Башня Сигурда. — Надод покоряется необходимости. — Гленноор убит!
— НУ, ДРУГ МОЙ НАДОД, — ОБРАТИЛСЯ Грундвиг к своему пленнику, оставшись с ним наедине, — ты, стало быть, не выдержал и явился еще раз взглянуть на Розольфсе, на родные места, на старых друзей. Ты обещал вернуться — и вернулся; обещание свое держишь ты свято, Над; это хорошо. Я уверен, что ты останешься доволен приемом, который мы тебе окажем. Неужели ты думаешь, что о тебе забыли и что счет с тобой покончен после того, как тебя наказали? Напрасно. Ведь герцогиня после пропажи сына истаяла от горя, как свеча, и умерла; за ее смерть еще не отомщено. Даже если бы ты и не явился в Розольфсе, за тобой все-таки оставался бы неуплаченный должок… Узнай же, дружок, чтобы уж не лгать без нужды, когда мы будем тебя спрашивать, — узнай, что мы проведали про все твои намерения. Люди, которым ты поручаешь свои дела, слишком много болтают между собой. Двое из них уже поплатились жизнью: Гуттор пошел бросить в море их трупы. Слушай теперь, что я тебе скажу, и обдумай все это на досуге, пока мы ведем тебя в Сигурдову башню, знакомую тебе так же хорошо, как нам. Я думаю, ты в настоящую минуту не дорого дашь за свою жизнь? Так знай, что единственное средство спасти ее и получить свободу — это чистосердечно во всем признаться. Мало того: тебе можно будет даже некоторое вознаграждение дать, чтобы ты впоследствии мог честно жить на полученные средства, если только честная жизнь совместима с твоей испорченностью. Если ты скажешь нам всю правду, то клянусь тебе, что все это будет сделано для тебя; если же ты солжешь — тогда не прогневайся: тебе не жить… Итак, судьба твоя в твоих собственных руках.
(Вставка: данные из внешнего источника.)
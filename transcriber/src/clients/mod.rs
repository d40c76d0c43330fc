mod client;
mod config;
mod error;
mod openai_client;
mod response_format;

// Re-export public types
pub use client::{TranscriptionClient, TranscriptionRequest};
pub use config::ApiConfig;
pub use error::TranscriptionError;
pub use openai_client::OpenAIClient;
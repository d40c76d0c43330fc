mod whisper_remote;

pub use whisper_remote::{
    AudioSource, RemoteWhisperTranscriber, RemoteWhisperTranscriberBuilder, TranscriberOutput,
    DEFAULT_API_BASE_URL, DEFAULT_MODEL,
};
use std::path::PathBuf;
use std::process::ExitCode;

use clap::Parser;
use log::error;
use remote_whisper::{
    credential, AudioSource, Component, ComponentConfig, Error, RemoteWhisperTranscriber,
};
use secrecy::SecretString;
use serde_json::{Map, Value};

/// Transcribe audio files with the OpenAI Whisper API and print the documents as JSON
#[derive(Debug, Parser)]
#[command(name = "remote-whisper", version)]
struct Cli {
    /// Audio files to transcribe, in order
    files: Vec<PathBuf>,

    /// Component config previously written with --dump-config
    #[arg(long)]
    config: Option<PathBuf>,

    /// API key; falls back to OPENAI_API_KEY
    #[arg(long)]
    api_key: Option<String>,

    #[arg(long)]
    model: Option<String>,

    #[arg(long)]
    organization: Option<String>,

    #[arg(long)]
    api_base_url: Option<String>,

    /// Extra request parameter, e.g. --param language=en
    #[arg(long = "param", value_name = "KEY=VALUE", value_parser = parse_param)]
    params: Vec<(String, String)>,

    /// Print the component config instead of transcribing
    #[arg(long)]
    dump_config: bool,
}

fn parse_param(raw: &str) -> Result<(String, String), String> {
    match raw.split_once('=') {
        Some((key, value)) if !key.is_empty() => Ok((key.to_string(), value.to_string())),
        _ => Err(format!("expected KEY=VALUE, got '{}'", raw)),
    }
}

fn load_transcriber(cli: &Cli) -> Result<RemoteWhisperTranscriber, Error> {
    // An explicit key behaves like one passed to the builder
    if let Some(api_key) = cli.api_key.as_deref().filter(|key| !key.is_empty()) {
        credential::set_api_key(SecretString::from(api_key.to_string()));
    }

    let mut config: ComponentConfig = match &cli.config {
        Some(path) => serde_json::from_str(&std::fs::read_to_string(path)?)?,
        None => ComponentConfig::new(RemoteWhisperTranscriber::TYPE_NAME, Map::new()),
    };

    let overrides = [
        ("model_name", &cli.model),
        ("organization", &cli.organization),
        ("api_base_url", &cli.api_base_url),
    ];
    for (key, value) in overrides {
        if let Some(value) = value {
            config
                .init_parameters
                .insert(key.to_string(), Value::String(value.clone()));
        }
    }
    for (key, value) in &cli.params {
        config
            .init_parameters
            .insert(key.clone(), Value::String(value.clone()));
    }

    Ok(RemoteWhisperTranscriber::from_config(config)?)
}

fn run(cli: Cli) -> Result<(), Error> {
    let transcriber = load_transcriber(&cli)?;

    if cli.dump_config {
        println!("{}", serde_json::to_string_pretty(&transcriber.to_config())?);
        return Ok(());
    }

    let sources = cli.files.into_iter().map(AudioSource::Path);
    let output = transcriber.run(sources)?;
    println!("{}", serde_json::to_string_pretty(&output)?);
    Ok(())
}

fn main() -> ExitCode {
    // Load environment variables from .env file
    dotenvy::dotenv().ok();
    env_logger::init();

    match run(Cli::parse()) {
        Ok(()) => ExitCode::SUCCESS,
        Err(e) => {
            error!("{}", e);
            eprintln!("Error: {}", e);
            ExitCode::FAILURE
        }
    }
}

#[cfg(test)]
mod tests {
    use super::*;

    #[test]
    fn test_parse_param() {
        let test_cases = vec![
            ("language=en", Ok(("language".to_string(), "en".to_string()))),
            ("prompt=a=b", Ok(("prompt".to_string(), "a=b".to_string()))),
            ("temperature=", Ok(("temperature".to_string(), String::new()))),
        ];

        for (raw, expected) in test_cases {
            assert_eq!(parse_param(raw), expected, "Unexpected result for '{}'", raw);
        }

        for raw in ["language", "=en", ""] {
            assert!(parse_param(raw).is_err(), "'{}' should be rejected", raw);
        }
    }

    #[test]
    fn test_cli_parses_params_and_files() {
        let cli = Cli::try_parse_from([
            "remote-whisper",
            "--model",
            "whisper-1",
            "--param",
            "language=en",
            "--param",
            "temperature=0.5",
            "a.wav",
            "b.mp3",
        ])
        .expect("Should parse");

        assert_eq!(cli.model.as_deref(), Some("whisper-1"));
        assert_eq!(
            cli.params,
            vec![
                ("language".to_string(), "en".to_string()),
                ("temperature".to_string(), "0.5".to_string()),
            ]
        );
        assert_eq!(cli.files, vec![PathBuf::from("a.wav"), PathBuf::from("b.mp3")]);
        assert!(!cli.dump_config);
    }
}
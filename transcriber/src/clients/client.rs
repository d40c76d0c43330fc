use serde_json::{Map, Value};

use super::error::TranscriptionError;

/// One audio payload plus everything the endpoint needs to transcribe it
#[derive(Debug, Clone, Copy)]
pub struct TranscriptionRequest<'a> {
    pub audio: &'a [u8],
    /// File name reported in the multipart upload; the API uses its extension
    pub file_name: &'a str,
    pub mime_type: Option<&'a str>,
    pub model: &'a str,
    /// Extra request parameters (language, prompt, response_format, ...)
    pub params: &'a Map<String, Value>,
}

/// Trait for transcription API clients
///
/// Each implementation knows how to:
/// - Construct the correct API URL
/// - Add proper authentication headers
/// - Build the request with provider-specific fields
/// - Extract the transcribed text from the response
pub trait TranscriptionClient: Send + Sync {
    /// Send one request and return the transcribed text
    fn transcribe(&self, request: TranscriptionRequest<'_>) -> Result<String, TranscriptionError>;
}
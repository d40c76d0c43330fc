//! Remote Whisper transcription component.
//!
//! [`RemoteWhisperTranscriber`] uploads audio to the OpenAI transcription API
//! and returns one [`Document`] per source. Its configuration round-trips
//! through [`ComponentConfig`] so it can be persisted as JSON; the API key is
//! resolved from the builder, the process-wide slot in [`credential`], or the
//! `OPENAI_API_KEY` environment variable, in that order.

pub mod clients;
pub mod components;
pub mod credential;
mod error;

pub use components::audio::{AudioSource, RemoteWhisperTranscriber, TranscriberOutput};
pub use components::{Component, ComponentConfig, ComponentError};
pub use error::Error;
pub use remote_whisper_dataclasses::{ByteStream, Document};
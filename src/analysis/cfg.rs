//! Predecessor/successor computation (§4.2).

use crate::ir::Function;

/// Clear and refill `preds`/`succs` for every block in `func`, honoring
/// terminator kind: a conditional jump whose two targets are identical
/// contributes that target only once.
pub fn compute_cfg_edges(func: &mut Function) {
    let ids: Vec<_> = func.blocks.keys().copied().collect();
    for &id in &ids {
        func.block_mut(id).succs.clear();
        func.block_mut(id).preds.clear();
    }
    for &id in &ids {
        let succs = func.block(id).term.successors();
        for s in &succs {
            func.block_mut(*s).preds.push(id);
        }
        func.block_mut(id).succs = succs;
    }
}

#[cfg(test)]
mod tests {
    use super::*;
    use crate::ir::{Block, BlockId, PrimType, Terminator};

    fn linear_func() -> Function {
        let mut f = Function::new(BlockId(0), false, "f", PrimType::W);
        let b0 = f.start;
        let b1 = f.push_block(Block::new(BlockId(1), "b1"));
        f.block_mut(b0).term = Terminator::Jump { target: b1 };
        f.block_mut(b1).term = Terminator::Return { value: None };
        f
    }

    #[test]
    fn links_successors_and_predecessors() {
        let mut f = linear_func();
        compute_cfg_edges(&mut f);
        let b0 = f.start;
        let b1 = f.blocks_in_order()[1];
        assert_eq!(f.block(b0).succs, vec![b1]);
        assert_eq!(f.block(b1).preds, vec![b0]);
    }

    #[test]
    fn condjump_with_identical_targets_counts_once() {
        let mut f = linear_func();
        let b0 = f.start;
        let b1 = f.blocks_in_order()[1];
        f.block_mut(b0).term = Terminator::CondJump {
            cond: crate::ir::Value::Temp(crate::ir::TempId(0)),
            if_true: b1,
            if_false: b1,
        };
        compute_cfg_edges(&mut f);
        assert_eq!(f.block(b0).succs, vec![b1]);
        assert_eq!(f.block(b1).preds, vec![b0]);
    }
}
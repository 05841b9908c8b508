//! Symbol/type checking over the parsed AST (§7's front-end error
//! taxonomy: undefined symbol, type mismatch, non-constant in constant
//! context, non-integer array size, redefinition, break/continue outside
//! a loop). Errors are collected, not fatal — see [`crate::FrontendError`].

use std::collections::HashMap;

use crate::error::FrontendError;
use crate::types::Ty;

use super::ast::{BinOp, Expr, FunctionDecl, Program, Stmt, TypeExpr};

pub struct SemaResult {
    pub tainted: bool,
    pub errors: Vec<FrontendError>,
}

fn lower_type(ty: &TypeExpr, line: u32, errors: &mut Vec<FrontendError>) -> Ty {
    match ty {
        TypeExpr::Int => Ty::Int,
        TypeExpr::Float => Ty::Float,
        TypeExpr::Void => Ty::Void,
        TypeExpr::Array(elem, size) => {
            let elem_ty = lower_type(elem, line, errors);
            match size {
                Some(n) if *n >= 0 => Ty::Array(Box::new(elem_ty), *n as usize),
                _ => {
                    errors.push(FrontendError::new(line, "array size must be a non-negative integer literal"));
                    Ty::Array(Box::new(elem_ty), 0)
                }
            }
        }
    }
}

struct Scope {
    vars: Vec<HashMap<String, Ty>>,
    loop_depth: u32,
}

impl Scope {
    fn new() -> Self {
        Self { vars: vec![HashMap::new()], loop_depth: 0 }
    }

    fn push(&mut self) {
        self.vars.push(HashMap::new());
    }

    fn pop(&mut self) {
        self.vars.pop();
    }

    fn declare(&mut self, name: &str, ty: Ty) -> bool {
        let top = self.vars.last_mut().expect("scope stack is never empty");
        if top.contains_key(name) {
            return false;
        }
        top.insert(name.to_string(), ty);
        true
    }

    fn lookup(&self, name: &str) -> Option<&Ty> {
        self.vars.iter().rev().find_map(|frame| frame.get(name))
    }
}

fn check_expr(expr: &Expr, scope: &Scope, funcs: &HashMap<String, (Vec<Ty>, Ty)>, errors: &mut Vec<FrontendError>) -> Ty {
    match expr {
        Expr::Int(_, _) => Ty::Int,
        Expr::Float(_, _) => Ty::Float,
        Expr::Ident(name, line) => match scope.lookup(name) {
            Some(ty) => ty.clone(),
            None => {
                errors.push(FrontendError::new(*line, format!("undefined symbol '{name}'")));
                Ty::Int
            }
        },
        Expr::Neg(inner, line) => {
            let ty = check_expr(inner, scope, funcs, errors);
            if !ty.is_scalar() {
                errors.push(FrontendError::new(*line, "type mismatch: '-' requires a scalar operand"));
            }
            ty
        }
        Expr::Binary(op, lhs, rhs, line) => {
            let lt = check_expr(lhs, scope, funcs, errors);
            let rt = check_expr(rhs, scope, funcs, errors);
            if !lt.is_scalar() || !rt.is_scalar() {
                errors.push(FrontendError::new(*line, "type mismatch: operands must be int or float"));
                return Ty::Int;
            }
            if lt != rt && !lt.implicitly_castable_to(&rt) {
                errors.push(FrontendError::new(*line, format!("type mismatch: '{lt}' and '{rt}'")));
            }
            match op {
                BinOp::Eq | BinOp::Ne | BinOp::Lt | BinOp::Le | BinOp::Gt | BinOp::Ge => Ty::Int,
                _ => {
                    if lt == Ty::Float || rt == Ty::Float {
                        Ty::Float
                    } else {
                        Ty::Int
                    }
                }
            }
        }
        Expr::Call(name, args, line) => match funcs.get(name) {
            Some((params, ret)) => {
                if params.len() != args.len() {
                    errors.push(FrontendError::new(*line, format!("'{name}' expects {} argument(s), got {}", params.len(), args.len())));
                }
                for (arg, expected) in args.iter().zip(params.iter()) {
                    let at = check_expr(arg, scope, funcs, errors);
                    if at != *expected && !at.implicitly_castable_to(expected) {
                        errors.push(FrontendError::new(arg.line(), format!("type mismatch: expected '{expected}', found '{at}'")));
                    }
                }
                ret.clone()
            }
            None => {
                errors.push(FrontendError::new(*line, format!("undefined symbol '{name}'")));
                Ty::Int
            }
        },
    }
}

fn check_stmts(stmts: &[Stmt], scope: &mut Scope, ret_ty: &Ty, funcs: &HashMap<String, (Vec<Ty>, Ty)>, errors: &mut Vec<FrontendError>) {
    scope.push();
    for stmt in stmts {
        match stmt {
            Stmt::Let { name, ty, init, line } => {
                let declared = lower_type(ty, *line, errors);
                if let Some(init) = init {
                    let it = check_expr(init, scope, funcs, errors);
                    if it != declared && !it.implicitly_castable_to(&declared) {
                        errors.push(FrontendError::new(*line, format!("type mismatch: expected '{declared}', found '{it}'")));
                    }
                }
                if !scope.declare(name, declared) {
                    errors.push(FrontendError::new(*line, format!("redefinition of '{name}'")));
                }
            }
            Stmt::Assign { name, value, line } => {
                let vt = check_expr(value, scope, funcs, errors);
                match scope.lookup(name).cloned() {
                    Some(declared) => {
                        if vt != declared && !vt.implicitly_castable_to(&declared) {
                            errors.push(FrontendError::new(*line, format!("type mismatch: expected '{declared}', found '{vt}'")));
                        }
                    }
                    None => errors.push(FrontendError::new(*line, format!("undefined symbol '{name}'"))),
                }
            }
            Stmt::If { cond, then_branch, else_branch, line } => {
                let ct = check_expr(cond, scope, funcs, errors);
                if !ct.is_scalar() {
                    errors.push(FrontendError::new(*line, "type mismatch: condition must be int or float"));
                }
                check_stmts(then_branch, scope, ret_ty, funcs, errors);
                check_stmts(else_branch, scope, ret_ty, funcs, errors);
            }
            Stmt::While { cond, body, line } => {
                let ct = check_expr(cond, scope, funcs, errors);
                if !ct.is_scalar() {
                    errors.push(FrontendError::new(*line, "type mismatch: condition must be int or float"));
                }
                scope.loop_depth += 1;
                check_stmts(body, scope, ret_ty, funcs, errors);
                scope.loop_depth -= 1;
            }
            Stmt::Return { value, line } => match (value, ret_ty) {
                (None, Ty::Void) => {}
                (None, _) => errors.push(FrontendError::new(*line, format!("type mismatch: expected '{ret_ty}', found 'void'"))),
                (Some(v), _) => {
                    let vt = check_expr(v, scope, funcs, errors);
                    if vt != *ret_ty && !vt.implicitly_castable_to(ret_ty) {
                        errors.push(FrontendError::new(*line, format!("type mismatch: expected '{ret_ty}', found '{vt}'")));
                    }
                }
            },
            Stmt::Break(line) => {
                if scope.loop_depth == 0 {
                    errors.push(FrontendError::new(*line, "'break' outside a loop"));
                }
            }
            Stmt::Continue(line) => {
                if scope.loop_depth == 0 {
                    errors.push(FrontendError::new(*line, "'continue' outside a loop"));
                }
            }
            Stmt::Expr(e) => {
                check_expr(e, scope, funcs, errors);
            }
        }
    }
    scope.pop();
}

fn check_function(decl: &FunctionDecl, funcs: &HashMap<String, (Vec<Ty>, Ty)>, errors: &mut Vec<FrontendError>) {
    let ret_ty = lower_type(&decl.ret_ty, decl.line, errors);
    let mut scope = Scope::new();
    for param in &decl.params {
        let pty = lower_type(&param.ty, decl.line, errors);
        if !scope.declare(&param.name, pty) {
            errors.push(FrontendError::new(decl.line, format!("redefinition of parameter '{}'", param.name)));
        }
    }
    check_stmts(&decl.body, &mut scope, &ret_ty, funcs, errors);
}

/// Build the name -> (param types, return type) table shared by `check`
/// and [`super::lower`] so both see the same signatures.
pub(crate) fn function_signatures(program: &Program, errors: &mut Vec<FrontendError>) -> HashMap<String, (Vec<Ty>, Ty)> {
    let mut funcs = HashMap::new();
    for decl in &program.functions {
        let ret = lower_type(&decl.ret_ty, decl.line, errors);
        let params = decl.params.iter().map(|p| lower_type(&p.ty, decl.line, errors)).collect();
        if funcs.insert(decl.name.clone(), (params, ret)).is_some() {
            errors.push(FrontendError::new(decl.line, format!("redefinition of function '{}'", decl.name)));
        }
    }
    funcs
}

/// Check every function in `program`, returning every diagnostic found and
/// whether the program is tainted (any error at all suppresses emission).
pub fn check(program: &Program) -> SemaResult {
    let mut errors = Vec::new();
    let funcs = function_signatures(program, &mut errors);
    for decl in &program.functions {
        check_function(decl, &funcs, &mut errors);
    }
    SemaResult { tainted: !errors.is_empty(), errors }
}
При первых словах Грундвига бандит вздрогнул. Итак, ему оставалась еще надежда на спасение жизни, а стало быть, и на сохранение возможности отомстить… Он в эту минуту с радостью отдал бы свою жизнь за то, чтобы хотя в продолжение десяти минут иметь в своих руках Гуттора, Грундвига, Харальда и его сыновей.
По мере того как норландец развивал свои мысли, Надодом овладела сильнейшая радость. В его изобретательном на все злое уме быстро родился новый план, и, когда Грундвиг кончил свою речь, бандит сказал сам себе:
— Ну, стало быть, еще не все потеряно… Напротив… Не пройдет и трех дней, как они меня самого станут умолять на коленях о пощаде.
Гуттор возвратился, насвистывая какую-то веселую песенку, словно сделал свое обычное дело. Он уже собирался взвалить Надода на плечи и нести, но Грундвиг заметил ему:
— Может быть, он согласится идти сам?..
— О! Для меня все равно! — сказал богатырь.
Надода спросили. Он кивнул головой, давая знать, что согласен идти беспрекословно. Ему развязали ноги, но руки оставили связанными ремнем.
Сигурдова башня, куда розольфцы вели пленника, была плодом прихоти одного из Бьёрнов, которого звали Сигурдом. Выстроена она была как охотничий павильон и стояла в глухой местности, в восьми милях от замка. Кругом были чрезвычайно живописные угодья, в которых водилось много медведей, волков и оленей, потому что поблизости протекала небольшая речка, куда эти животные сходились на водопой.
Массивная башня эта была в пять этажей, с несколькими комнатами на каждом и с великолепной террасой наверху, откуда было видно все происходящее в долине на восемь или на десять миль кругом. В нижнем этаже помещалась столовая с буфетами, снабженными всем необходимым, так что охотники, застигнутые вдруг метелью, могли там свободно переждать ее несколько дней.
Олаф и Эдмунд любили это место и сделали его центром всей охоты, проводя здесь иногда целые недели. Смотрителем башни был старый служитель по имени Гленноор, который там и жил круглый год.
Черный герцог не любил, когда его сыновья отправлялись в башню, которую он и прочие члены его семьи покинули более двадцати лет тому назад. Случилось это вследствие одного происшествия, подобного которому, кажется, не могло бы произойти нигде больше на земле.